I'm looking to pick up an A6 for my wife. I'm pretty much settled on the 2.7t, but trying to decide on the trans. I'd prefer a 6mt obviously, but they seem a bit harder to find than the tip. Can the tiptronic hold up to a moderate amount of power long-term? I'm trying trying to build a race car, it would probably just get a chip, intake, and exhaust. TIA


----------



## Snowhere (Jul 27, 2007)

*Re: trans question (neverthesamecar)*


_Quote, originally posted by *neverthesamecar* »_ I'm trying trying to build a race car, TIA

Just that there says you better hold out for the 6 speed. Just don't overlook finding one out of state, flying out to pick it up and driving it back home.


----------



## MikkiJayne (Jan 1, 2007)

*Re: trans question (Snowhere)*

I think that might be a typo, and he's _not_ trying to build a race car - for his wife







(unless she drives like I do!)
The tiptronic is basically a repair bill waiting to happen.
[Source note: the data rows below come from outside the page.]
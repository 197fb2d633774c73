//! Request, response and error values exchanged with a GraphQL engine.

use std::fmt;

use futures_util::stream::BoxStream;
use serde::{Deserialize, Serialize};
use serde_json::{Map, Value};

/// One GraphQL request as issued by a client.
#[derive(Debug, Clone, PartialEq, Serialize, Deserialize)]
pub struct GraphQLRequest {
    /// Document text.
    pub query: String,
    /// Variable values, keyed by variable name.
    #[serde(default, skip_serializing_if = "Option::is_none")]
    pub variables: Option<Map<String, Value>>,
    /// Operation to run when the document defines several.
    #[serde(
        rename = "operationName",
        default,
        skip_serializing_if = "Option::is_none"
    )]
    pub operation_name: Option<String>,
}

impl GraphQLRequest {
    /// Creates a request for `query` with no variables or operation name.
    #[must_use]
    pub fn new(query: impl Into<String>) -> Self {
        Self {
            query: query.into(),
            variables: None,
            operation_name: None,
        }
    }

    /// Sets the variable map.
    #[must_use]
    pub fn with_variables(mut self, variables: Map<String, Value>) -> Self {
        self.variables = Some(variables);
        self
    }

    /// Sets the operation name.
    #[must_use]
    pub fn with_operation_name(mut self, name: impl Into<String>) -> Self {
        self.operation_name = Some(name.into());
        self
    }
}

/// Per-connection data handed to the engine alongside every request.
#[derive(Debug, Clone, Default, PartialEq)]
pub struct RequestContext {
    /// Identifier of the connection the request arrived on.
    pub connection_id: uuid::Uuid,
    /// Payload the client sent with `connection_init`, if any.
    pub connection_params: Option<Value>,
}

/// 1-based position inside a GraphQL document.
#[derive(Debug, Clone, Copy, PartialEq, Eq, Serialize, Deserialize)]
pub struct SourceLocation {
    /// Line number, starting at 1.
    pub line: usize,
    /// Column number, starting at 1.
    pub column: usize,
}

impl SourceLocation {
    /// Creates a location.
    #[must_use]
    pub const fn new(line: usize, column: usize) -> Self {
        Self { line, column }
    }
}

/// One segment of a response path.
#[derive(Debug, Clone, PartialEq, Eq, Serialize, Deserialize)]
#[serde(untagged)]
pub enum PathSegment {
    /// Field name or alias.
    Field(String),
    /// List index.
    Index(usize),
}

/// A structured GraphQL error.
///
/// `locations` and `path` serialize as `null` when absent.
#[derive(Debug, Clone, PartialEq, Eq, Serialize, Deserialize)]
pub struct GraphQLError {
    /// Human-readable description.
    pub message: String,
    /// Document positions the error relates to.
    #[serde(default)]
    pub locations: Option<Vec<SourceLocation>>,
    /// Response path of the field that failed.
    #[serde(default)]
    pub path: Option<Vec<PathSegment>>,
}

impl GraphQLError {
    /// Creates an error with only a message.
    #[must_use]
    pub fn new(message: impl Into<String>) -> Self {
        Self {
            message: message.into(),
            locations: None,
            path: None,
        }
    }

    /// Attaches a single source location.
    #[must_use]
    pub fn at(mut self, location: SourceLocation) -> Self {
        self.locations = Some(vec![location]);
        self
    }

    /// Attaches a response path.
    #[must_use]
    pub fn with_path(mut self, path: Vec<PathSegment>) -> Self {
        self.path = Some(path);
        self
    }
}

impl fmt::Display for GraphQLError {
    fn fmt(&self, f: &mut fmt::Formatter<'_>) -> fmt::Result {
        f.write_str(&self.message)
    }
}

/// A GraphQL execution result: `{data, errors}`.
///
/// `data` always serializes (possibly as `null`); `errors` is omitted when
/// there are none.
#[derive(Debug, Clone, Default, PartialEq, Serialize, Deserialize)]
pub struct GraphQLResponse {
    /// Result data, `None` when execution produced nothing.
    #[serde(default)]
    pub data: Option<Value>,
    /// Field-level or request-level errors.
    #[serde(default, skip_serializing_if = "Option::is_none")]
    pub errors: Option<Vec<GraphQLError>>,
}

impl GraphQLResponse {
    /// A successful result carrying `data`.
    #[must_use]
    pub fn from_data(data: Value) -> Self {
        Self {
            data: Some(data),
            errors: None,
        }
    }

    /// A result with no data and the given errors.
    #[must_use]
    pub fn from_errors(errors: Vec<GraphQLError>) -> Self {
        Self {
            data: None,
            errors: Some(errors),
        }
    }

    /// Returns `true` if the result carries at least one error.
    #[must_use]
    pub fn has_errors(&self) -> bool {
        self.errors.as_ref().is_some_and(|e| !e.is_empty())
    }
}

/// Lazy sequence of results produced for a subscription.
///
/// An `Err` item is a fatal stream error: nothing else is read from the
/// stream afterwards.
pub type ResponseStream = BoxStream<'static, Result<GraphQLResponse, GraphQLError>>;

/// What an engine hands back for one request.
pub enum Execution {
    /// Queries and mutations: exactly one result.
    Single(GraphQLResponse),
    /// Subscriptions: zero or more results.
    Stream(ResponseStream),
}

impl fmt::Debug for Execution {
    fn fmt(&self, f: &mut fmt::Formatter<'_>) -> fmt::Result {
        match self {
            Self::Single(response) => f.debug_tuple("Single").field(response).finish(),
            Self::Stream(_) => f.write_str("Stream(..)"),
        }
    }
}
Get a low mileage car, and change the trans oil and filter on it regularly (30-40K) and you might get lucky and not have any problems. 
Personally I would hold out for the 6-speed though, since they are virtually bulletproof.


----------



## neverthesamecar (Dec 2, 2006)

*Re: trans question (MikkiJayne)*

Haha, yeah that was a typo. My Subie is getting an STI swap, and that will get race-car duty.







But so far I get the feeling that I'm better off waiting for a 6-speed. Thanks for the advice... anyone else?


----------